About this task: Could you write out the lines below exactly, beginning with the first and finishing with the one that contains "demanding a client"?

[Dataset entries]
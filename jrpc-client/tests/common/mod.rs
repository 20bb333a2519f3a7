//! Common test utilities for jrpc-client integration tests
//!
//! Provides a tiny HTTP/1.1 server on a raw `TcpListener` that records what the
//! client sent, answers with a canned body and reports when the client hangs up.
//! The same server can sit behind rustls, optionally demanding a client
//! certificate, using a throwaway PKI from `TestPki`.

#![allow(dead_code)]

use rcgen::{
    BasicConstraints, CertificateParams, DnType, ExtendedKeyUsagePurpose, IsCa, KeyPair,
};
use std::collections::HashSet;
use std::net::SocketAddr;
use std::path::PathBuf;
use std::sync::Arc;
use tokio::io::{AsyncRead, AsyncReadExt, AsyncWrite, AsyncWriteExt};
use tokio::net::TcpListener;
use tokio::sync::mpsc;
use tokio::time::{timeout, Duration};
use tokio_rustls::rustls::pki_types::{CertificateDer, PrivateKeyDer, PrivatePkcs8KeyDer};
use tokio_rustls::rustls::server::WebPkiClientVerifier;
use tokio_rustls::rustls::{self, RootCertStore, ServerConfig};
use tokio_rustls::TlsAcceptor;

/// A request as seen on the wire
#[derive(Debug, Clone)]
pub struct CapturedRequest {
    pub method: String,
    pub path: String,
    /// Header names are lower-cased
    pub headers: Vec<(String, String)>,
    pub body: Vec<u8>,
    /// DER of the certificate the client presented over TLS
    pub client_certificate: Option<Vec<u8>>,
}

impl CapturedRequest {
    pub fn header(&self, name: &str) -> Option<&str> {
        let name = name.to_ascii_lowercase();
        self.headers
            .iter()
            .find(|(n, _)| *n == name)
            .map(|(_, v)| v.as_str())
    }

    pub fn body_text(&self) -> String {
        String::from_utf8_lossy(&self.body).into_owned()
    }

    pub fn json(&self) -> serde_json::Value {
        serde_json::from_slice(&self.body).expect("request body is not JSON")
    }
}

/// Things the mock server observed, in order
#[derive(Debug)]
pub enum ServerEvent {
    /// A TCP connection was accepted
    Accepted,
    /// A complete HTTP request was read
    Request(CapturedRequest),
    /// The first bytes on a connection were not HTTP (e.g. a TLS ClientHello)
    NonHttp(Vec<u8>),
    /// The client closed its side of the connection
    ClientClosed,
    /// The TLS handshake was rejected
    HandshakeFailed(String),
}

#[derive(Clone)]
enum Reply {
    Respond { status: u16, body: Vec<u8> },
    Silent,
}

/// Mock HTTP server for client testing
pub struct MockHttpServer {
    addr: SocketAddr,
    events: mpsc::UnboundedReceiver<ServerEvent>,
}

impl MockHttpServer {
    /// Answer every request with `200 OK` and the given body
    pub async fn respond_with(body: impl Into<Vec<u8>>) -> Self {
        Self::respond_with_status(200, body).await
    }

    /// Answer every request with the given status and body
    pub async fn respond_with_status(status: u16, body: impl Into<Vec<u8>>) -> Self {
        Self::start(Reply::Respond {
            status,
            body: body.into(),
        })
        .await
    }

    /// Read requests but never answer
    pub async fn silent() -> Self {
        Self::start(Reply::Silent).await
    }

    /// Answer over TLS with the server certificate from `pki`
    ///
    /// With `require_client_cert` the handshake fails unless the client
    /// presents a certificate issued by the same CA.
    pub async fn tls_respond_with(
        pki: &TestPki,
        require_client_cert: bool,
        body: impl Into<Vec<u8>>,
    ) -> Self {
        let acceptor = pki.acceptor(require_client_cert);
        Self::start_with(
            Reply::Respond {
                status: 200,
                body: body.into(),
            },
            Some(acceptor),
        )
        .await
    }

    async fn start(reply: Reply) -> Self {
        Self::start_with(reply, None).await
    }

    async fn start_with(reply: Reply, acceptor: Option<TlsAcceptor>) -> Self {
        let listener = TcpListener::bind("127.0.0.1:0").await.unwrap();
        let addr = listener.local_addr().unwrap();
        let (tx, events) = mpsc::unbounded_channel();

        tokio::spawn(async move {
            while let Ok((stream, _)) = listener.accept().await {
                let _ = tx.send(ServerEvent::Accepted);
                let reply = reply.clone();
                let tx = tx.clone();
                let acceptor = acceptor.clone();

                tokio::spawn(async move {
                    match acceptor {
                        None => handle_connection(stream, reply, None, tx).await,
                        Some(acceptor) => match acceptor.accept(stream).await {
                            Ok(tls) => {
                                let certificate = tls
                                    .get_ref()
                                    .1
                                    .peer_certificates()
                                    .and_then(|chain| chain.first())
                                    .map(|leaf| leaf.to_vec());
                                handle_connection(tls, reply, certificate, tx).await
                            }
                            Err(e) => {
                                let _ = tx.send(ServerEvent::HandshakeFailed(e.to_string()));
                            }
                        },
                    }
                });
            }
        });

        Self { addr, events }
    }

    pub fn addr(&self) -> SocketAddr {
        self.addr
    }

    /// URL with the given scheme and path pointing at this server
    pub fn url(&self, scheme: &str, path: &str) -> String {
        format!("{}://{}{}", scheme, self.addr, path)
    }

    /// Wait up to five seconds for the next event
    pub async fn next_event(&mut self) -> Option<ServerEvent> {
        timeout(Duration::from_secs(5), self.events.recv())
            .await
            .ok()
            .flatten()
    }

    /// Wait for the next captured request, skipping other events
    pub async fn next_request(&mut self) -> Option<CapturedRequest> {
        while let Some(event) = self.next_event().await {
            if let ServerEvent::Request(request) = event {
                return Some(request);
            }
        }
        None
    }

    /// Drain events that are already queued
    pub fn drain(&mut self) -> Vec<ServerEvent> {
        let mut drained = Vec::new();
        while let Ok(event) = self.events.try_recv() {
            drained.push(event);
        }
        drained
    }
}

async fn handle_connection<S>(
    mut stream: S,
    reply: Reply,
    client_certificate: Option<Vec<u8>>,
    tx: mpsc::UnboundedSender<ServerEvent>,
) where
    S: AsyncRead + AsyncWrite + Unpin,
{
    let mut buf = Vec::new();
    let mut chunk = [0u8; 4096];

    let header_end = loop {
        match stream.read(&mut chunk).await {
            Ok(0) | Err(_) => {
                let _ = tx.send(ServerEvent::ClientClosed);
                return;
            }
            Ok(n) => buf.extend_from_slice(&chunk[..n]),
        }
        if !buf[0].is_ascii_uppercase() {
            let _ = tx.send(ServerEvent::NonHttp(buf.clone()));
            return;
        }
        if let Some(pos) = find(&buf, b"\r\n\r\n") {
            break pos + 4;
        }
    };

    let head = String::from_utf8_lossy(&buf[..header_end]).into_owned();
    let mut lines = head.split("\r\n");
    let mut request_line = lines.next().unwrap_or_default().split(' ');
    let method = request_line.next().unwrap_or_default().to_string();
    let path = request_line.next().unwrap_or_default().to_string();
    let headers: Vec<(String, String)> = lines
        .filter_map(|line| line.split_once(':'))
        .map(|(n, v)| (n.trim().to_ascii_lowercase(), v.trim().to_string()))
        .collect();

    let content_length = headers
        .iter()
        .find(|(n, _)| n == "content-length")
        .and_then(|(_, v)| v.parse::<usize>().ok())
        .unwrap_or(0);

    let mut body = buf[header_end..].to_vec();
    while body.len() < content_length {
        match stream.read(&mut chunk).await {
            Ok(0) | Err(_) => break,
            Ok(n) => body.extend_from_slice(&chunk[..n]),
        }
    }

    let _ = tx.send(ServerEvent::Request(CapturedRequest {
        method,
        path,
        headers,
        body,
        client_certificate,
    }));

    if let Reply::Respond { status, body } = reply {
        let head = format!(
            "HTTP/1.1 {} Mock\r\nContent-Type: application/json\r\nContent-Length: {}\r\n\r\n",
            status,
            body.len()
        );
        let _ = stream.write_all(head.as_bytes()).await;
        let _ = stream.write_all(&body).await;
        let _ = stream.flush().await;
    }

    // Keep the connection open from our side and report when the client drops it.
    loop {
        match stream.read(&mut chunk).await {
            Ok(0) | Err(_) => {
                let _ = tx.send(ServerEvent::ClientClosed);
                return;
            }
            Ok(_) => {}
        }
    }
}

fn find(haystack: &[u8], needle: &[u8]) -> Option<usize> {
    haystack
        .windows(needle.len())
        .position(|window| window == needle)
}

/// Throwaway PKI: one CA, a server leaf for localhost and 127.0.0.1, a client leaf
pub struct TestPki {
    pub ca_pem: String,
    ca_der: CertificateDer<'static>,
    server_cert_der: CertificateDer<'static>,
    server_key_der: Vec<u8>,
    pub client_cert_pem: String,
    pub client_key_pem: String,
    pub client_cert_der: Vec<u8>,
}

impl TestPki {
    pub fn generate() -> Self {
        let ca_key = KeyPair::generate().unwrap();
        let mut ca_params = CertificateParams::new(Vec::<String>::new()).unwrap();
        ca_params.is_ca = IsCa::Ca(BasicConstraints::Unconstrained);
        ca_params
            .distinguished_name
            .push(DnType::CommonName, "jrpc test CA");
        let ca_cert = ca_params.self_signed(&ca_key).unwrap();

        let server_key = KeyPair::generate().unwrap();
        let mut server_params =
            CertificateParams::new(vec!["localhost".to_string(), "127.0.0.1".to_string()])
                .unwrap();
        server_params.extended_key_usages = vec![ExtendedKeyUsagePurpose::ServerAuth];
        let server_cert = server_params
            .signed_by(&server_key, &ca_cert, &ca_key)
            .unwrap();

        let client_key = KeyPair::generate().unwrap();
        let mut client_params = CertificateParams::new(Vec::<String>::new()).unwrap();
        client_params
            .distinguished_name
            .push(DnType::CommonName, "jrpc test client");
        client_params.extended_key_usages = vec![ExtendedKeyUsagePurpose::ClientAuth];
        let client_cert = client_params
            .signed_by(&client_key, &ca_cert, &ca_key)
            .unwrap();

        Self {
            ca_pem: ca_cert.pem(),
            ca_der: ca_cert.der().clone(),
            server_cert_der: server_cert.der().clone(),
            server_key_der: server_key.serialize_der(),
            client_cert_pem: client_cert.pem(),
            client_key_pem: client_key.serialize_pem(),
            client_cert_der: client_cert.der().to_vec(),
        }
    }

    fn acceptor(&self, require_client_cert: bool) -> TlsAcceptor {
        let provider = Arc::new(rustls::crypto::ring::default_provider());
        let builder = ServerConfig::builder_with_provider(provider.clone())
            .with_safe_default_protocol_versions()
            .unwrap();

        let builder = if require_client_cert {
            let mut roots = RootCertStore::empty();
            roots.add(self.ca_der.clone()).unwrap();
            let verifier = WebPkiClientVerifier::builder_with_provider(Arc::new(roots), provider)
                .build()
                .unwrap();
            builder.with_client_cert_verifier(verifier)
        } else {
            builder.with_no_client_auth()
        };

        let key = PrivateKeyDer::Pkcs8(PrivatePkcs8KeyDer::from(self.server_key_der.clone()));
        let config = builder
            .with_single_cert(vec![self.server_cert_der.clone()], key)
            .unwrap();
        TlsAcceptor::from(Arc::new(config))
    }
}

/// Snapshot of the entries in the system temp directory
pub fn temp_entries() -> HashSet<PathBuf> {
    std::fs::read_dir(std::env::temp_dir())
        .map(|entries| entries.filter_map(|e| e.ok()).map(|e| e.path()).collect())
        .unwrap_or_default()
}

/// Temp entries created since `before` whose content includes `needle`
pub fn new_temp_files_containing(before: &HashSet<PathBuf>, needle: &str) -> Vec<PathBuf> {
    temp_entries()
        .difference(before)
        .filter(|path| {
            std::fs::read_to_string(path)
                .map(|content| content.contains(needle))
                .unwrap_or(false)
        })
        .cloned()
        .collect()
}

/// Helper to create a JSON-RPC success body
pub fn mock_response(id: i64, result: serde_json::Value) -> String {
    serde_json::json!({
        "jsonrpc": "2.0",
        "result": result,
        "id": id
    })
    .to_string()
}

/// Helper to create a JSON-RPC error body
pub fn mock_error_response(id: i64, code: i64, message: &str) -> String {
    serde_json::json!({
        "jsonrpc": "2.0",
        "error": {
            "code": code,
            "message": message
        },
        "id": id
    })
    .to_string()
}

/// A port on localhost that nothing listens on
pub async fn unused_port() -> u16 {
    let listener = TcpListener::bind("127.0.0.1:0").await.unwrap();
    listener.local_addr().unwrap().port()
}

Answer section:
filename jrpc-client/tests/common/mod.rs
repository 20bb333a2519f3a7
//! Common test utilities for jrpc-client integration tests
//!
//! Provides a tiny HTTP/1.1 server on a raw `TcpListener` that records what the
//! client sent, answers with a canned body and reports when the client hangs up.
//! The same server can sit behind rustls, optionally demanding a client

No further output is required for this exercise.